• **RECORD EXTRACTS**:
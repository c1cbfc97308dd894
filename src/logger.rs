//! Global `tracing` subscriber setup.
//!
//! The console layer writes to stdout, which is what the Home Assistant
//! add-on log viewer captures. `RUST_LOG`, when set, replaces the configured
//! level for every layer.

use std::io;

use thiserror::Error;
use tracing_subscriber::{fmt, fmt::format::FmtSpan, prelude::*, EnvFilter, Layer, Registry};
use validator::{Validate, ValidationErrors};

use crate::{
    config::logger::{ConsoleConfig, LogFormat, LoggerConfig},
    print_info, print_warn,
};

type BoxedLayer = Box<dyn Layer<Registry> + Send + Sync>;

#[derive(Error, Debug)]
pub enum LoggerError {
    #[error("Logger configuration validation error: {0}")]
    ValidationError(#[from] ValidationErrors),

    #[error("IO error: {0}")]
    IoError(#[from] io::Error),

    #[error("Failed to install global subscriber: {0}")]
    InitializationError(String),

    #[error("No logging layers were configured or successfully initialized")]
    NoLayersConfigured,

    /// Journald was requested but unavailable and there is no console to fall
    /// back on.
    #[error("Failed to initialize journald logger and console output is disabled")]
    JournaldUnavailable,
}

pub struct LoggerManager {
    config: LoggerConfig,
}

impl LoggerManager {
    pub fn new(config: LoggerConfig) -> Result<Self, LoggerError> {
        config.validate()?;
        Ok(LoggerManager { config })
    }

    /// Installs the global subscriber. Call once, before the first event.
    pub fn init(&self) -> Result<(), LoggerError> {
        let layers = self.build_layers()?;
        tracing_subscriber::registry()
            .with(layers)
            .try_init()
            .map_err(|e| LoggerError::InitializationError(e.to_string()))
    }

    fn build_layers(&self) -> Result<Vec<BoxedLayer>, LoggerError> {
        let mut layers = Vec::new();
        let console_enabled = self.config.console.as_ref().is_some_and(|c| c.enabled);

        if let Some(console) = self.config.console.as_ref().filter(|c| c.enabled) {
            layers.push(console_layer(console, self.filter()));
        }

        if let Some(journald) = self.config.journald.as_ref().filter(|j| j.enabled) {
            match tracing_journald::layer() {
                Ok(layer) => {
                    let layer = layer.with_syslog_identifier(journald.identifier.clone());
                    layers.push(layer.with_filter(self.filter()).boxed());
                    print_info!(
                        "Journald logger initialized with identifier: {}",
                        journald.identifier
                    );
                }
                Err(e) => {
                    print_warn!("Failed to initialize journald logger: {}", e);
                    if !console_enabled {
                        return Err(LoggerError::JournaldUnavailable);
                    }
                }
            }
        }

        if layers.is_empty() {
            return Err(LoggerError::NoLayersConfigured);
        }
        Ok(layers)
    }

    fn filter(&self) -> EnvFilter {
        EnvFilter::try_from_default_env().unwrap_or_else(|_| EnvFilter::new(&self.config.level))
    }
}

fn console_layer(config: &ConsoleConfig, filter: EnvFilter) -> BoxedLayer {
    let spans = if config.show_spans {
        FmtSpan::CLOSE
    } else {
        FmtSpan::NONE
    };
    let base = fmt::layer()
        .with_target(config.show_target)
        .with_thread_ids(config.show_thread_ids)
        .with_span_events(spans)
        .with_ansi(config.ansi_colors)
        .with_writer(io::stdout);

    match config.format {
        LogFormat::Json => base.json().with_filter(filter).boxed(),
        LogFormat::Pretty => base.pretty().with_filter(filter).boxed(),
        LogFormat::Compact => base.compact().with_filter(filter).boxed(),
    }
}
//! # iot-checker-mqtt: MQTT session with reconnect backoff and connect hooks
//!
//! A thin layer over `rumqttc` for a long-running publisher that must keep
//! working while the broker comes and goes:
//!
//! - a **connection kernel** that polls the event loop, classifies failures
//!   (authorization, configuration, transient) and retries on an exponential
//!   schedule without ever giving up by default
//! - **session hooks**: every successful connect is delivered exactly once to
//!   each registered [`SessionHandler`]
//! - a **publisher** with two paths: fire-and-forget publishes are refused
//!   while no session is up, so an outage never fills the request queue, and
//!   `publish_wait` awaits queue space for messages that must not be lost
//!
//! ```ignore
//! use std::sync::Arc;
//! use iot_checker_mqtt::{Config, EndpointMetadata, MqttManager};
//!
//! let manager = MqttManager::from_config(Config::default())?;
//! let publisher = manager.publisher();
//! let hook = Arc::new(Announce::new(manager.publisher()));
//! let instance = manager.with_handler(hook).build_and_start().await?;
//!
//! publisher.publish(&EndpointMetadata::retained("iot_checker/router/state"), "online")?;
//!
//! instance.shutdown().await;
//! ```
//!
//! ## Reconnect schedule
//!
//! ```text
//! Attempt 1: wait 1.0s
//! Attempt 2: wait 1.5s
//! Attempt 3: wait 2.25s
//! ...
//! Attempt 11+: wait 60s (capped)
//! ```
//!
//! All four numbers are configurable through [`Config`]; a non-zero
//! `max_reconnect_attempts` turns the schedule into a give-up policy.

pub mod backoff;
pub mod client;
pub mod config;
pub mod connection;
pub mod error;
pub mod manager;
pub mod publisher;
pub mod state;
pub mod supervisor;

pub use backoff::{Backoff, BackoffError};
pub use client::ClientBuilder;
pub use config::{Config, EndpointMetadata};
pub use connection::ConnectionKernel;
pub use error::TransferError;
pub use manager::{MqttInstance, MqttManager};
pub use publisher::Publisher;
pub use state::{ConnectionState, SessionEvent};
pub use supervisor::{SessionHandler, Supervisor};

pub type Result<T> = std::result::Result<T, TransferError>;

• **WHAT TO PRODUCE**:
Write out the material above exactly, leaving out no line.

• **THE COMPLETED TASK**:
repository c1cbfc97308dd894
filename src/logger.rs
//! Global `tracing` subscriber setup.
//!
//! The console layer writes to stdout, which is what the Home Assistant
//! add-on log viewer captures. `RUST_LOG`, when set, replaces the configured
//! level for every layer.

use std::io;

use thiserror::Error;
use tracing_subscriber::{fmt, fmt::format::FmtSpan, prelude::*, EnvFilter, Layer, Registry};
use validator::{Validate, ValidationErrors};

use crate::{
    config::logger::{ConsoleConfig, LogFormat, LoggerConfig},
    print_info, print_warn,
};

type BoxedLayer = Box<dyn Layer<Registry> + Send + Sync>;

#[derive(Error, Debug)]
pub enum LoggerError {
    #[error("Logger configuration validation error: {0}")]
    ValidationError(#[from] ValidationErrors),

    #[error("IO error: {0}")]
    IoError(#[from] io::Error),

    #[error("Failed to install global subscriber: {0}")]
    InitializationError(String),

    #[error("No logging layers were configured or successfully initialized")]
    NoLayersConfigured,

    /// Journald was requested but unavailable and there is no console to fall
    /// back on.
    #[error("Failed to initialize journald logger and console output is disabled")]
    JournaldUnavailable,
}

pub struct LoggerManager {
    config: LoggerConfig,
}

impl LoggerManager {
    pub fn new(config: LoggerConfig) -> Result<Self, LoggerError> {
        config.validate()?;
        Ok(LoggerManager { config })
    }

    /// Installs the global subscriber. Call once, before the first event.
    pub fn init(&self) -> Result<(), LoggerError> {
        let layers = self.build_layers()?;
        tracing_subscriber::registry()
            .with(layers)
            .try_init()
            .map_err(|e| LoggerError::InitializationError(e.to_string()))
    }

    fn build_layers(&self) -> Result<Vec<BoxedLayer>, LoggerError> {
        let mut layers = Vec::new();
        let console_enabled = self.config.console.as_ref().is_some_and(|c| c.enabled);

        if let Some(console) = self.config.console.as_ref().filter(|c| c.enabled) {
            layers.push(console_layer(console, self.filter()));
        }

        if let Some(journald) = self.config.journald.as_ref().filter(|j| j.enabled) {
            match tracing_journald::layer() {
                Ok(layer) => {
                    let layer = layer.with_syslog_identifier(journald.identifier.clone());
                    layers.push(layer.with_filter(self.filter()).boxed());
                    print_info!(
                        "Journald logger initialized with identifier: {}",
                        journald.identifier
                    );
                }
                Err(e) => {
                    print_warn!("Failed to initialize journald logger: {}", e);
                    if !console_enabled {
                        return Err(LoggerError::JournaldUnavailable);
                    }
                }
            }
        }

        if layers.is_empty() {
            return Err(LoggerError::NoLayersConfigured);
        }
        Ok(layers)
    }

    fn filter(&self) -> EnvFilter {
        EnvFilter::try_from_default_env().unwrap_or_else(|_| EnvFilter::new(&self.config.level))
    }
}

fn console_layer(config: &ConsoleConfig, filter: EnvFilter) -> BoxedLayer {
    let spans = if config.show_spans {
        FmtSpan::CLOSE
    } else {
        FmtSpan::NONE
    };
    let base = fmt::layer()
        .with_target(config.show_target)
        .with_thread_ids(config.show_thread_ids)
        .with_span_events(spans)
        .with_ansi(config.ansi_colors)
        .with_writer(io::stdout);

    match config.format {
        LogFormat::Json => base.json().with_filter(filter).boxed(),
        LogFormat::Pretty => base.pretty().with_filter(filter).boxed(),
        LogFormat::Compact => base.compact().with_filter(filter).boxed(),
    }
}
//! # iot-checker-mqtt: MQTT session with reconnect backoff and connect hooks
//!
//! A thin layer over `rumqttc` for a long-running publisher that must keep
//! working while the broker comes and goes:
//!
//! - a **connection kernel** that polls the event loop, classifies failures
//!   (authorization, configuration, transient) and retries on an exponential
//!   schedule without ever giving up by default
//! - **session hooks**: every successful connect is delivered exactly once to
//!   each registered [`SessionHandler`]
//! - a **publisher** with two paths: fire-and-forget publishes are refused
//!   while no session is up, so an outage never fills the request queue, and
//!   `publish_wait` awaits queue space for messages that must not be lost
//!
//! ```ignore
//! use std::sync::Arc;
//! use iot_checker_mqtt::{Config, EndpointMetadata, MqttManager};
//!
//! let manager = MqttManager::from_config(Config::default())?;
//! let publisher = manager.publisher();
//! let hook = Arc::new(Announce::new(manager.publisher()));
//! let instance = manager.with_handler(hook).build_and_start().await?;
//!
//! publisher.publish(&EndpointMetadata::retained("iot_checker/router/state"), "online")?;
//!
//! instance.shutdown().await;
//! ```
//!
//! ## Reconnect schedule
//!
//! ```text
//! Attempt 1: wait 1.0s
//! Attempt 2: wait 1.5s
//! Attempt 3: wait 2.25s
//! ...
//! Attempt 11+: wait 60s (capped)
//! ```
//!
//! All four numbers are configurable through [`Config`]; a non-zero
//! `max_reconnect_attempts` turns the schedule into a give-up policy.

pub mod backoff;
pub mod client;
pub mod config;
pub mod connection;
pub mod error;
pub mod manager;
pub mod publisher;
pub mod state;
pub mod supervisor;

pub use backoff::{Backoff, BackoffError};
pub use client::ClientBuilder;
pub use config::{Config, EndpointMetadata};
pub use connection::ConnectionKernel;
pub use error::TransferError;
pub use manager::{MqttInstance, MqttManager};
pub use publisher::Publisher;
pub use state::{ConnectionState, SessionEvent};
pub use supervisor::{SessionHandler, Supervisor};

pub type Result<T> = std::result::Result<T, TransferError>;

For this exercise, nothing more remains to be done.